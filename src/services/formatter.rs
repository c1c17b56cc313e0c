// src/services/formatter.rs

//! Change report formatting.
//!
//! openapi-diff prints its report framed in ASCII art:
//!
//! ```text
//! ==========================================================================
//! ==                            API CHANGE LOG                            ==
//! ==========================================================================
//!                              Users API
//! --------------------------------------------------------------------------
//! --                              What's New                              --
//! --------------------------------------------------------------------------
//! - POST   /users
//! ```
//!
//! Chat channels render runs of `=` and framed `--` lines as markup, so the
//! frames are flattened and the banner is swapped for an alert header. Change
//! entries pass through untouched.

use crate::models::{ChangeReport, DiffResult, NotifyConfig};

/// Turns diff engine output into a deliverable [`ChangeReport`].
#[derive(Debug, Clone)]
pub struct ReportFormatter {
    header: String,
    banner: String,
}

impl ReportFormatter {
    pub fn new(header: impl Into<String>, banner: impl Into<String>) -> Self {
        Self {
            header: header.into(),
            banner: banner.into(),
        }
    }

    pub fn from_config(config: &NotifyConfig) -> Self {
        Self::new(config.header.clone(), config.banner.clone())
    }

    pub fn format(&self, result: &DiffResult) -> ChangeReport {
        match result {
            DiffResult::NoDifferences => ChangeReport::NoChange,
            DiffResult::Differences(raw) => ChangeReport::Changed(self.format_raw(raw)),
        }
    }

    /// Format a raw report; the output always starts with the header line.
    pub fn format_raw(&self, raw: &str) -> String {
        let lines: Vec<&str> = raw.lines().collect();
        let banner_at = lines.iter().position(|line| self.is_banner(line));

        let mut out: Vec<String> = Vec::with_capacity(lines.len() + 1);
        out.push(self.header.clone());

        for (idx, line) in lines.iter().enumerate() {
            match banner_at {
                // The banner frame is dropped; other preamble output follows the header
                Some(at) if idx < at && (line.trim().is_empty() || is_separator(line)) => {}
                Some(at) if idx == at => {}
                _ => out.push(normalize_line(line)),
            }
        }

        while out.last().is_some_and(|l| l.trim().is_empty()) {
            out.pop();
        }
        out.join("\n")
    }

    fn is_banner(&self, line: &str) -> bool {
        let title = framed_title(line).unwrap_or_else(|| line.trim());
        !self.banner.is_empty() && title == self.banner
    }
}

/// A line made only of `=` or `-` characters.
fn is_separator(line: &str) -> bool {
    let trimmed = line.trim();
    trimmed.len() >= 3 && trimmed.chars().all(|c| c == '=' || c == '-')
}

/// Inner text of a `== title ==` or `-- title --` line.
fn framed_title(line: &str) -> Option<&str> {
    let trimmed = line.trim();
    ["==", "--"].iter().find_map(|frame| {
        trimmed
            .strip_prefix(*frame)
            .and_then(|rest| rest.strip_suffix(*frame))
            .map(str::trim)
            .filter(|inner| !inner.is_empty() && !is_separator(inner))
    })
}

fn normalize_line(line: &str) -> String {
    if is_separator(line) {
        let width = line.trim_end().chars().count();
        return "-".repeat(width);
    }
    if let Some(title) = framed_title(line) {
        // Keep the column the title was centred at
        let lead = line.find(title).unwrap_or(0);
        return format!("{}{}", " ".repeat(lead), title);
    }
    line.to_string()
}

#[cfg(test)]
mod tests {
    use super::*;

    const HEADER: &str = "🚨 API change detected 🚨";

    fn formatter() -> ReportFormatter {
        ReportFormatter::new(HEADER, "API CHANGE LOG")
    }

    const RAW: &str = "\
==========================================================================
==                            API CHANGE LOG                            ==
==========================================================================
                                 Users API
--------------------------------------------------------------------------
--                              What's New                              --
--------------------------------------------------------------------------
- POST   /users

--------------------------------------------------------------------------
--                            What's Changed                            --
--------------------------------------------------------------------------
- GET    /users?page=1
  Parameter:
    - Add limit in query
--------------------------------------------------------------------------
--                                Result                                --
--------------------------------------------------------------------------
                 API changes are backward compatible
--------------------------------------------------------------------------
";

    #[test]
    fn test_no_differences_is_no_change() {
        assert_eq!(formatter().format(&DiffResult::NoDifferences), ChangeReport::NoChange);
    }

    #[test]
    fn test_report_starts_with_header() {
        let report = formatter().format(&DiffResult::Differences(RAW.to_string()));
        let text = report.text().unwrap();
        assert!(text.starts_with(HEADER));
        assert!(text.contains("- POST   /users"));
        assert!(!text.contains("API CHANGE LOG"));
    }

    #[test]
    fn test_engine_preamble_follows_header() {
        let raw = "Picked up JAVA_TOOL_OPTIONS: -Xmx512m\n==========\n==  API CHANGE LOG  ==\n==========\n- POST /users\n";
        let text = formatter().format_raw(raw);
        assert_eq!(
            text,
            format!("{HEADER}\nPicked up JAVA_TOOL_OPTIONS: -Xmx512m\n----------\n- POST /users")
        );
    }

    #[test]
    fn test_separators_and_frames_are_flattened() {
        let text = formatter().format_raw(RAW);
        assert!(!text.lines().any(|l| l.contains("==")));
        assert!(!text.contains("-- "));
        assert!(!text.contains(" --"));
        assert!(text.lines().any(|l| l == "-".repeat(74)));
        assert!(
            text.lines()
                .any(|l| l.trim() == "What's New" && l.starts_with("  "))
        );
    }

    #[test]
    fn test_change_entries_preserved_verbatim() {
        let text = formatter().format_raw(RAW);
        let out: Vec<&str> = text.lines().collect();
        for line in RAW.lines() {
            if is_separator(line) || framed_title(line).is_some() || line.trim().is_empty() {
                continue;
            }
            assert!(out.contains(&line), "missing line: {line:?}");
        }
        // '=' inside an entry is not a separator
        assert!(out.contains(&"- GET    /users?page=1"));
    }

    #[test]
    fn test_header_prepended_without_banner() {
        let text = formatter().format_raw("- DELETE /users/{id}\n");
        assert_eq!(text, format!("{HEADER}\n- DELETE /users/{{id}}"));
    }

    #[test]
    fn test_crlf_output() {
        let raw = "==========\r\n==  API CHANGE LOG  ==\r\n==========\r\n- POST /users\r\n";
        let text = formatter().format_raw(raw);
        assert_eq!(text, format!("{HEADER}\n----------\n- POST /users"));
    }

    #[test]
    fn test_single_dash_entries_are_not_frames() {
        assert_eq!(framed_title("- GET /users"), None);
        assert_eq!(framed_title("--  What's Deleted  --"), Some("What's Deleted"));
        assert!(!is_separator("- -"));
        assert!(is_separator("   ======   "));
    }
}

..............................

# [Problem description]
Using the listing, collect all lines in which the string "DiffResult" is found.

# [Result of the task]
use crate::models::{ChangeReport, DiffResult, NotifyConfig};
    pub fn format(&self, result: &DiffResult) -> ChangeReport {
            DiffResult::NoDifferences => ChangeReport::NoChange,
            DiffResult::Differences(raw) => ChangeReport::Changed(self.format_raw(raw)),
        assert_eq!(formatter().format(&DiffResult::NoDifferences), ChangeReport::NoChange);
        let report = formatter().format(&DiffResult::Differences(RAW.to_string()));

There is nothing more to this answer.